How common is pain as a sign of colon cancer?
Not very. I’d say only about 15% of our patients mention pain as one of their colon cancer symptoms.
Does colon cancer pain always occur in a particular spot?
No. But patients with more advanced colon cancer that has spread to the liver sometimes notice a sense of fullness or bloating in the upper right side of their abdomen.
And, depending on where a tumor is located, it can also cause an obstruction, or a blockage in the colon, which can cause severe pain. Those typically occur on the lower left side of the abdomen.
But again, a lot of our colon cancer patients don’t report pain as a symptom. They just see a little blood on the toilet paper and get referred for a colonoscopy.
To be clear here, are we talking about actual pain or just significant discomfort?
One person’s painful is another person’s uncomfortable. So, there’s a wide spectrum. And it’s very subjective.
Primary tumors located in the colon — and even those that have spread to other organs — can cause real pain. And patients who have a full-blown obstruction can be in a lot of pain. But those who don’t might just experience some mild discomfort or even an occasional crampy feeling.
What other conditions do patients tend to confuse with colon cancer pain?
If you’re experiencing abdominal pain or discomfort for more than a couple of weeks, talk to your doctor and make a plan.
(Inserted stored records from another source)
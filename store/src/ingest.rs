use crate::{OrderbookRegistry, PairDiff, PairSetManager, TickerStats};
use common::{
    models::{CurrencyPair, MarketUpdate, OrderbookSnapshot},
    Error, Result,
};
use std::sync::Arc;
use tracing::{debug, warn};

/// What an ingested update changed
#[derive(Debug, Clone)]
pub enum Ingested {
    Orderbook(Arc<OrderbookSnapshot>),
    Ticker,
    Pairs {
        diff: PairDiff,
        /// Enabled pairs dropped because they are no longer listed
        disabled: Vec<CurrencyPair>,
    },
}

/// Routes decoded connector output into the core stores
#[derive(Clone)]
pub struct Ingestor {
    registry: Arc<OrderbookRegistry>,
    pairs: Arc<PairSetManager>,
    stats: Arc<TickerStats>,
}

impl Ingestor {
    pub fn new(
        registry: Arc<OrderbookRegistry>,
        pairs: Arc<PairSetManager>,
        stats: Arc<TickerStats>,
    ) -> Self {
        Self {
            registry,
            pairs,
            stats,
        }
    }

    pub async fn ingest(&self, update: MarketUpdate) -> Result<Ingested> {
        match update {
            MarketUpdate::Orderbook(depth) => {
                let snapshot = self.registry.process(
                    &depth.exchange,
                    &depth.pair,
                    depth.asset,
                    depth.bids,
                    depth.asks,
                );
                Ok(Ingested::Orderbook(snapshot))
            }
            MarketUpdate::Ticker(ticker) => {
                self.stats.add(
                    &ticker.exchange,
                    &ticker.pair,
                    ticker.asset,
                    ticker.last,
                    ticker.volume,
                );
                Ok(Ingested::Ticker)
            }
            MarketUpdate::Symbols(list) => {
                let diff = match self
                    .pairs
                    .reconcile(&list.exchange, list.asset, &list.symbols, false, false)
                    .await
                {
                    Ok(diff) => diff,
                    Err(err @ Error::ConfigPersistence(_)) => {
                        // available already changed in memory; keep enabled in step
                        if let Err(repair_err) = self
                            .pairs
                            .check_pair_consistency(&list.exchange, list.asset)
                            .await
                        {
                            warn!(
                                exchange = %list.exchange,
                                asset = %list.asset,
                                error = %repair_err,
                                "Enabled pair repair failed"
                            );
                        }
                        return Err(err);
                    }
                    Err(err) => return Err(err),
                };
                let disabled = self
                    .pairs
                    .check_pair_consistency(&list.exchange, list.asset)
                    .await?;
                debug!(
                    exchange = %list.exchange,
                    asset = %list.asset,
                    new = diff.new_pairs.len(),
                    removed = diff.removed_pairs.len(),
                    disabled = disabled.len(),
                    "Applied symbol list"
                );
                Ok(Ingested::Pairs { diff, disabled })
            }
        }
    }
}
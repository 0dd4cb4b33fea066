use thiserror::Error;

#[derive(Error, Debug)]
pub enum Error {
    #[error("HTTP request error: {0}")]
    HttpError(#[from] reqwest::Error),

    #[error("Exchange API error: {0}")]
    ExchangeError(String),

    #[error("Parsing error: {0}")]
    ParseError(String),

    #[error("Not found: {0}")]
    NotFound(#[from] NotFound),

    #[error("Invalid pair format: {0}")]
    InvalidFormat(String),

    #[error("Empty pair list for {0}")]
    EmptyInput(String),

    #[error("Config persistence error: {0}")]
    ConfigPersistence(String),

    #[error("Configuration error: {0}")]
    ConfigError(String),
}

/// Why a lookup came back empty.
#[derive(Error, Debug, Clone, PartialEq, Eq)]
pub enum NotFound {
    #[error("no orderbooks for exchange {0}")]
    Exchange(String),

    #[error("{exchange} has no orderbook with first currency {currency}")]
    FirstCurrency { exchange: String, currency: String },

    #[error("{exchange} has no orderbook for {pair}")]
    SecondCurrency { exchange: String, pair: String },

    #[error("{exchange} has no {asset} orderbook for {pair}")]
    AssetClass {
        exchange: String,
        pair: String,
        asset: String,
    },

    #[error("no pair configuration for exchange {0}")]
    ExchangeConfig(String),

    #[error("{exchange} has no {asset} pair set")]
    PairSet { exchange: String, asset: String },
}

impl Error {
    pub fn is_not_found(&self) -> bool {
        matches!(self, Error::NotFound(_))
    }

    /// The lookup reason, if this is a not-found error.
    pub fn not_found(&self) -> Option<&NotFound> {
        match self {
            Error::NotFound(reason) => Some(reason),
            _ => None,
        }
    }
}
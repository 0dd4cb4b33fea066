use crate::models::{AssetClass, CurrencyPair, Item};
use serde::{Deserialize, Serialize};

/// What a connector's decode step produced. The core dispatches on the
/// variant instead of inspecting payload shapes.
#[derive(Debug, Clone, Serialize, Deserialize)]
pub enum MarketUpdate {
    Orderbook(DepthUpdate),
    Ticker(TickerUpdate),
    Symbols(SymbolList),
}

impl MarketUpdate {
    pub fn exchange(&self) -> &str {
        match self {
            MarketUpdate::Orderbook(depth) => &depth.exchange,
            MarketUpdate::Ticker(ticker) => &ticker.exchange,
            MarketUpdate::Symbols(list) => &list.exchange,
        }
    }
}

/// A full bid/ask replacement for one pair
#[derive(Debug, Clone, Serialize, Deserialize)]
pub struct DepthUpdate {
    pub exchange: String,
    pub pair: CurrencyPair,
    pub asset: AssetClass,
    pub bids: Vec<Item>,
    pub asks: Vec<Item>,
}

/// Last traded price and 24h volume for one pair
#[derive(Debug, Clone, Serialize, Deserialize)]
pub struct TickerUpdate {
    pub exchange: String,
    pub pair: CurrencyPair,
    pub asset: AssetClass,
    pub last: f64,
    pub volume: f64,
}

/// Every symbol an exchange currently lists, already rendered in the
/// exchange's config format.
#[derive(Debug, Clone, Serialize, Deserialize)]
pub struct SymbolList {
    pub exchange: String,
    pub asset: AssetClass,
    pub symbols: Vec<String>,
}
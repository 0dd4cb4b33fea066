use crate::{decode, ensure_spot, http_client, levels, parse_number, read_body, ExchangeConnector};
use async_trait::async_trait;
use common::{
    models::{
        AssetClass, CurrencyPair, DepthUpdate, ExchangeDefaults, MarketUpdate, PairFormat,
        SymbolList, TickerUpdate,
    },
    Error, Result,
};
use serde::Deserialize;
use serde_json::Value;
use std::time::Duration;
use tracing::debug;

pub const NAME: &str = "coinbase";

const COINBASE_PRO_API_URL: &str = "https://api.exchange.coinbase.com";

pub struct CoinbaseConnector {
    client: reqwest::Client,
}

impl Default for CoinbaseConnector {
    fn default() -> Self {
        Self::new()
    }
}

impl CoinbaseConnector {
    pub fn new() -> Self {
        Self {
            client: reqwest::Client::new(),
        }
    }

    pub fn with_timeout(timeout: Duration) -> Result<Self> {
        Ok(Self {
            client: http_client(timeout)?,
        })
    }

    async fn get(&self, path: &str, query: &[(&str, &str)]) -> Result<String> {
        let url = format!("{}/{}", COINBASE_PRO_API_URL, path);
        debug!("Fetching {} from Coinbase", url);

        // the exchange API rejects requests without a user agent
        let response = self
            .client
            .get(&url)
            .header(reqwest::header::USER_AGENT, "market-core")
            .query(query)
            .send()
            .await
            .map_err(Error::HttpError)?;
        read_body("Coinbase", response).await
    }
}

#[derive(Debug, Deserialize)]
struct Product {
    id: String,
    status: String,
    #[serde(default)]
    trading_disabled: bool,
}

/// Level 2 book. Rows are `[price, size, num_orders]` with the first two as
/// strings and the order count as an integer.
#[derive(Debug, Deserialize)]
struct CoinbaseBook {
    bids: Vec<Vec<Value>>,
    asks: Vec<Vec<Value>>,
}

#[derive(Debug, Deserialize)]
struct CoinbaseTicker {
    price: String,
    volume: String,
}

fn parse_products(body: &str) -> Result<MarketUpdate> {
    let products: Vec<Product> = decode("Coinbase", "products", body)?;
    let symbols = products
        .into_iter()
        .filter(|product| product.status == "online" && !product.trading_disabled)
        .map(|product| product.id)
        .collect();

    Ok(MarketUpdate::Symbols(SymbolList {
        exchange: NAME.to_string(),
        asset: AssetClass::Spot,
        symbols,
    }))
}

fn parse_book(pair: &CurrencyPair, body: &str) -> Result<MarketUpdate> {
    let book: CoinbaseBook = decode("Coinbase", "book", body)?;
    Ok(MarketUpdate::Orderbook(DepthUpdate {
        exchange: NAME.to_string(),
        pair: pair.clone(),
        asset: AssetClass::Spot,
        bids: levels(&book.bids)?,
        asks: levels(&book.asks)?,
    }))
}

fn parse_ticker(pair: &CurrencyPair, body: &str) -> Result<MarketUpdate> {
    let ticker: CoinbaseTicker = decode("Coinbase", "ticker", body)?;
    Ok(MarketUpdate::Ticker(TickerUpdate {
        exchange: NAME.to_string(),
        pair: pair.clone(),
        asset: AssetClass::Spot,
        last: parse_number("price", &ticker.price)?,
        volume: parse_number("volume", &ticker.volume)?,
    }))
}

#[async_trait]
impl ExchangeConnector for CoinbaseConnector {
    fn name(&self) -> &str {
        NAME
    }

    fn defaults(&self) -> ExchangeDefaults {
        ExchangeDefaults {
            request_format: PairFormat::new("-", true),
            config_format: PairFormat::new("-", true),
            asset_classes: vec![AssetClass::Spot],
            supports_auto_pair_updates: true,
            enabled_pairs: vec!["BTC-USD".to_string(), "ETH-USD".to_string()],
        }
    }

    async fn fetch_symbols(&self, asset: AssetClass) -> Result<MarketUpdate> {
        ensure_spot(NAME, asset)?;
        let body = self.get("products", &[]).await?;
        parse_products(&body)
    }

    async fn fetch_orderbook(
        &self,
        pair: &CurrencyPair,
        symbol: &str,
        asset: AssetClass,
    ) -> Result<MarketUpdate> {
        ensure_spot(NAME, asset)?;
        let path = format!("products/{}/book", symbol);
        let body = self.get(&path, &[("level", "2")]).await?;
        parse_book(pair, &body)
    }

    async fn fetch_ticker(
        &self,
        pair: &CurrencyPair,
        symbol: &str,
        asset: AssetClass,
    ) -> Result<MarketUpdate> {
        ensure_spot(NAME, asset)?;
        let path = format!("products/{}/ticker", symbol);
        let body = self.get(&path, &[]).await?;
        parse_ticker(pair, &body)
    }
}
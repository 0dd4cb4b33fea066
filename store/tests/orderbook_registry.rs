use common::models::{AssetClass, Currency, CurrencyPair, Item};
use common::{Error, NotFound};
use rstest::rstest;
use std::sync::Arc;
use store::OrderbookRegistry;

fn btc_usd() -> CurrencyPair {
    CurrencyPair::new("BTC", "USD")
}

fn book(levels: &[(f64, f64)]) -> Vec<Item> {
    levels.iter().map(|&(price, amount)| Item::new(price, amount)).collect()
}

fn seeded() -> OrderbookRegistry {
    let registry = OrderbookRegistry::new();
    registry.process(
        "Exchange",
        &btc_usd(),
        AssetClass::Spot,
        book(&[(100.0, 10.0)]),
        book(&[(101.0, 5.0)]),
    );
    registry
}

#[test]
fn process_then_get_returns_the_snapshot() {
    let registry = seeded();
    let snapshot = registry.get("Exchange", &btc_usd(), AssetClass::Spot).unwrap();

    assert_eq!(snapshot.exchange, "Exchange");
    assert_eq!(snapshot.pair, btc_usd());
    assert_eq!(snapshot.bids, book(&[(100.0, 10.0)]));
    assert_eq!(snapshot.asks, book(&[(101.0, 5.0)]));
    assert_eq!(registry.len(), 1);
}

#[test]
fn process_replaces_instead_of_merging() {
    let registry = seeded();
    registry.process(
        "Exchange",
        &btc_usd(),
        AssetClass::Spot,
        book(&[(99.0, 1.0), (98.0, 2.0)]),
        Vec::new(),
    );

    let snapshot = registry.get("Exchange", &btc_usd(), AssetClass::Spot).unwrap();
    assert_eq!(snapshot.bids, book(&[(99.0, 1.0), (98.0, 2.0)]));
    assert!(snapshot.asks.is_empty());
    assert_eq!(registry.len(), 1);
}

#[test]
fn readers_keep_the_snapshot_they_fetched() {
    let registry = seeded();
    let before = registry.get("Exchange", &btc_usd(), AssetClass::Spot).unwrap();
    registry.process("Exchange", &btc_usd(), AssetClass::Spot, Vec::new(), Vec::new());

    assert_eq!(before.bids.len(), 1);
    assert!(registry
        .get("Exchange", &btc_usd(), AssetClass::Spot)
        .unwrap()
        .bids
        .is_empty());
}

#[test]
fn last_updated_strictly_increases() {
    let registry = OrderbookRegistry::new();
    let mut previous = None;
    for _ in 0..100 {
        let snapshot = registry.process("Exchange", &btc_usd(), AssetClass::Spot, Vec::new(), Vec::new());
        if let Some(previous) = previous {
            assert!(snapshot.last_updated > previous);
        }
        previous = Some(snapshot.last_updated);
    }
}

#[rstest]
#[case("Missing", CurrencyPair::new("BTC", "USD"), AssetClass::Spot, NotFound::Exchange("Missing".into()))]
#[case(
    "Exchange",
    CurrencyPair::new("LTC", "USD"),
    AssetClass::Spot,
    NotFound::FirstCurrency { exchange: "Exchange".into(), currency: "LTC".into() }
)]
#[case(
    "Exchange",
    CurrencyPair::new("BTC", "AUD"),
    AssetClass::Spot,
    NotFound::SecondCurrency { exchange: "Exchange".into(), pair: "BTCAUD".into() }
)]
#[case(
    "Exchange",
    CurrencyPair::new("BTC", "USD"),
    AssetClass::Futures,
    NotFound::AssetClass { exchange: "Exchange".into(), pair: "BTCUSD".into(), asset: "futures".into() }
)]
fn get_reports_why_nothing_matched(
    #[case] exchange: &str,
    #[case] pair: CurrencyPair,
    #[case] asset: AssetClass,
    #[case] reason: NotFound,
) {
    let registry = seeded();
    match registry.get(exchange, &pair, asset) {
        Err(Error::NotFound(actual)) => assert_eq!(actual, reason),
        other => panic!("expected not found, got {other:?}"),
    }
}

#[test]
fn exact_get_does_not_match_reversed_pair() {
    let registry = seeded();
    assert!(registry.get("Exchange", &btc_usd().swap(), AssetClass::Spot).is_err());
}

#[test]
fn get_symmetric_falls_back_to_reversed_pair() {
    let registry = seeded();
    let snapshot = registry
        .get_symmetric("Exchange", &btc_usd().swap(), AssetClass::Spot)
        .unwrap();
    assert_eq!(snapshot.pair, btc_usd());

    let err = registry
        .get_symmetric("Missing", &btc_usd(), AssetClass::Spot)
        .unwrap_err();
    assert_eq!(err.not_found(), Some(&NotFound::Exchange("Missing".into())));

    let err = registry
        .get_symmetric("Exchange", &CurrencyPair::new("ETH", "USD"), AssetClass::Spot)
        .unwrap_err();
    assert!(matches!(err.not_found(), Some(NotFound::FirstCurrency { .. })));
}

#[test]
fn pairs_are_case_insensitive() {
    let registry = OrderbookRegistry::new();
    registry.process(
        "Exchange",
        &CurrencyPair::with_delimiter("btc", "usd", "-"),
        AssetClass::Spot,
        Vec::new(),
        Vec::new(),
    );
    assert!(registry.get("Exchange", &btc_usd(), AssetClass::Spot).is_ok());
}

#[test]
fn asset_classes_are_kept_apart() {
    let registry = seeded();
    registry.process(
        "Exchange",
        &btc_usd(),
        AssetClass::Futures,
        book(&[(200.0, 1.0)]),
        Vec::new(),
    );

    let spot = registry.get("Exchange", &btc_usd(), AssetClass::Spot).unwrap();
    let futures = registry.get("Exchange", &btc_usd(), AssetClass::Futures).unwrap();
    assert_eq!(spot.bids, book(&[(100.0, 10.0)]));
    assert_eq!(futures.bids, book(&[(200.0, 1.0)]));
    assert_eq!(registry.len(), 2);
}

#[test]
fn get_by_exchange_orders_by_pair_then_asset() {
    let registry = seeded();
    registry.process("Exchange", &CurrencyPair::new("ETH", "USD"), AssetClass::Spot, Vec::new(), Vec::new());
    registry.process("Exchange", &CurrencyPair::new("BTC", "EUR"), AssetClass::Spot, Vec::new(), Vec::new());
    registry.process("Exchange", &btc_usd(), AssetClass::Margin, Vec::new(), Vec::new());
    registry.process("Other", &btc_usd(), AssetClass::Spot, Vec::new(), Vec::new());

    let keys: Vec<(String, AssetClass)> = registry
        .get_by_exchange("Exchange")
        .unwrap()
        .iter()
        .map(|snapshot| (snapshot.pair.to_string(), snapshot.asset))
        .collect();
    assert_eq!(
        keys,
        vec![
            ("BTCEUR".to_string(), AssetClass::Spot),
            ("BTCUSD".to_string(), AssetClass::Spot),
            ("BTCUSD".to_string(), AssetClass::Margin),
            ("ETHUSD".to_string(), AssetClass::Spot),
        ]
    );

    let err = registry.get_by_exchange("Missing").unwrap_err();
    assert_eq!(err.not_found(), Some(&NotFound::Exchange("Missing".into())));
    assert_eq!(registry.exchanges(), vec!["Exchange".to_string(), "Other".to_string()]);
}

#[test]
fn currency_existence_checks() {
    let registry = seeded();

    assert!(registry.first_currency_exists("Exchange", &Currency::new("btc")));
    assert!(!registry.first_currency_exists("Exchange", &Currency::new("USD")));
    assert!(!registry.first_currency_exists("Missing", &Currency::new("BTC")));

    assert!(registry.second_currency_exists("Exchange", &btc_usd()));
    assert!(!registry.second_currency_exists("Exchange", &btc_usd().swap()));
    assert!(!registry.second_currency_exists("Exchange", &CurrencyPair::new("BTC", "AUD")));
}

#[tokio::test(flavor = "multi_thread", worker_threads = 4)]
async fn concurrent_writers_and_readers_see_whole_snapshots() {
    let registry = Arc::new(OrderbookRegistry::new());
    let codes = ["BTC", "ETH", "LTC", "XRP", "DOGE", "ADA", "SOL", "DOT"];

    let writers = codes.iter().map(|code| {
        let registry = Arc::clone(&registry);
        let pair = CurrencyPair::new(*code, "USD");
        tokio::spawn(async move {
            for i in 1..=50 {
                let depth = i as usize;
                let bids = vec![Item::new(i as f64, 1.0); depth];
                let asks = vec![Item::new(i as f64 + 1.0, 1.0); depth];
                registry.process("Exchange", &pair, AssetClass::Spot, bids, asks);
                tokio::task::yield_now().await;
            }
        })
    });

    let readers = codes.iter().map(|code| {
        let registry = Arc::clone(&registry);
        let pair = CurrencyPair::new(*code, "USD");
        tokio::spawn(async move {
            for _ in 0..50 {
                if let Ok(snapshot) = registry.get("Exchange", &pair, AssetClass::Spot) {
                    // bids and asks always come from the same write
                    assert_eq!(snapshot.bids.len(), snapshot.asks.len());
                    assert_eq!(snapshot.bids[0].price + 1.0, snapshot.asks[0].price);
                }
                tokio::task::yield_now().await;
            }
        })
    });

    let handles: Vec<_> = writers.chain(readers).collect();
    for result in futures::future::join_all(handles).await {
        result.unwrap();
    }

    assert_eq!(registry.len(), codes.len());
    for code in codes {
        let snapshot = registry
            .get("Exchange", &CurrencyPair::new(code, "USD"), AssetClass::Spot)
            .unwrap();
        assert_eq!(snapshot.bids.len(), 50);
        assert_eq!(snapshot.best_bid(), Some(Item::new(50.0, 1.0)));
    }
}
Try traditional interventions first to address the most common complaints and see if that resolves them. If not and your symptoms persist, please follow up.
What’s the one thing you want people to know about pain as a symptom of colon cancer?
Colon cancer is not just a diagnosis of the elderly anymore. More and more young people are being diagnosed with colon cancer — even in their late 30s and early 40s. They’re also presenting with more advanced cases of disease. That’s why the recommended age for people’s first colon cancer screening with a colonoscopy was recently lowered from age 50 to 45.
That’s also why it’s so important to be aware of your body. If something doesn’t feel right, see your doctor.
Don’t chalk up your symptoms to something like hemorrhoids or constipation, especially if you’ve also noticed a change in your bowel habits, such as:
more frequent bowel movements
feeling like you’re not emptying your bowels completely
your stool shape or consistency has changed and/or
Even a new, vague sense of discomfort is not unreasonable to investigate since a growing number of people are getting diagnosed with colon cancer at a younger age. So, listen to your body and take your symptoms seriously.